One reason I did not share things with SRL (I started off trying to do it that way) is that the solution for SRL seemed to be divided into two parts. I believe the second part (that includes the hasOneUse guard) can be triggered also as being nestled inside an AND (N pointing at the AND and N0 being the SRL).

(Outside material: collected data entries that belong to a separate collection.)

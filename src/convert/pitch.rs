use super::{A4_HZ, MIDI_A4, NO_PITCH};

/// Convert a frequency in Hz to a MIDI value.
///
/// Non-positive or non-finite frequencies are unvoiced and map to
/// [`NO_PITCH`] before any logarithm is taken. When `quantize` is set the
/// value is rounded to the nearest semitone; a rounded value of 0 or below
/// (a sub-audio frequency) also maps to [`NO_PITCH`], so the reserved value
/// never stands for a real semitone.
///
/// # Example
/// ```
/// use groovescribe::convert::pitch_to_midi;
///
/// assert_eq!(pitch_to_midi(440.0, true), 69.0);
/// assert_eq!(pitch_to_midi(0.0, false), 0.0);
/// assert!((pitch_to_midi(450.0, false) - 69.389).abs() < 1e-3);
/// ```
pub fn pitch_to_midi(frequency: f32, quantize: bool) -> f32 {
    if !frequency.is_finite() || frequency <= 0.0 {
        return NO_PITCH;
    }
    let midi = 12.0 * (frequency / A4_HZ).log2() + MIDI_A4;
    if quantize {
        let rounded = midi.round();
        if rounded <= 0.0 {
            NO_PITCH
        } else {
            rounded
        }
    } else {
        midi
    }
}

/// Convert a slice of frequencies to MIDI values.
pub fn pitch_to_midi_slice(frequencies: &[f32], quantize: bool) -> Vec<f32> {
    frequencies
        .iter()
        .map(|&f| pitch_to_midi(f, quantize))
        .collect()
}

/// Quantized MIDI numbers as integers (0 for unvoiced frames).
pub fn pitch_to_midi_numbers(frequencies: &[f32]) -> Vec<i32> {
    frequencies
        .iter()
        .map(|&f| pitch_to_midi(f, true) as i32)
        .collect()
}

/// Convert a MIDI value to a frequency in Hz.
pub fn midi_to_pitch(midi: f32) -> f32 {
    A4_HZ * 2.0f32.powf((midi - MIDI_A4) / 12.0)
}

/// Pitch class of a frequency, 0..12 counted from A.
pub fn pitch_to_chroma(frequency: f32) -> Option<u8> {
    let midi = pitch_to_midi(frequency, true);
    if midi == NO_PITCH {
        return None;
    }
    Some((midi as i32 - 33).rem_euclid(12) as u8)
}

/// Convert a MIDI number to a note name such as `A4` or `C#2`.
pub fn midi_to_note(midi: i32) -> String {
    const NOTES: [&str; 12] = [
        "C", "C#", "D", "D#", "E", "F", "F#", "G", "G#", "A", "A#", "B",
    ];
    let octave = midi.div_euclid(12) - 1;
    let note = NOTES[midi.rem_euclid(12) as usize];
    format!("{}{}", note, octave)
}

/// MIDI numbers 1..=125 with their frequencies rounded to 0.01 Hz, for
/// labelling pitch axes.
pub fn midi_frequency_table() -> Vec<(i32, f32)> {
    (1..126)
        .map(|m| (m, (midi_to_pitch(m as f32) * 100.0).round() / 100.0))
        .collect()
}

Although, we can probably do some code sharing for the first part regardless of that, at least now when I understand that the unexplained "N0 = SDValue(N, 0)" only should be done only for SRL and not for SRA.

llvm/test/CodeGen/X86/combine-sra-load.ll
73–76

Right, the comment is supposed to say "so we can't fold away the shift".

bjope updated this revision to Diff 399296.Jan 12 2022, 5:27 AM

Rebased upon https://reviews.llvm.org/D117104

The new parent revision contains some refactoring of the old SRL folds, as well as updated code comments.

bjope updated this revision to Diff 400322.Jan 15 2022, 2:27 PM

Rebased.

Does this need to be rebased after rG46cacdbb21c2?

Looks a lot nicer now - @spatel any more comments?

spatel accepted this revision.Jan 24 2022, 6:06 AM

Does this need to be rebased after rG46cacdbb21c2?

Looks a lot nicer now - @spatel any more comments?

LGTM. This part is relatively straightforward now - assuming we got the preceding steps right (might want to give that a little time to bake in the wild).

This revision is now accepted and ready to land.Jan 24 2022, 6:06 AM
bjope added a comment.Jan 24 2022, 6:29 AM

@spatel / @RKSimon : Thanks for all the feedback!
A rebase should be trivial (it's already rebased on the patch that updated the code common with SRL). I'll wait until tomorrow before landing this part.

This revision was landed with ongoing or failed builds.Jan 25 2022, 3:28 AM
This revision was automatically updated to reflect the committed changes.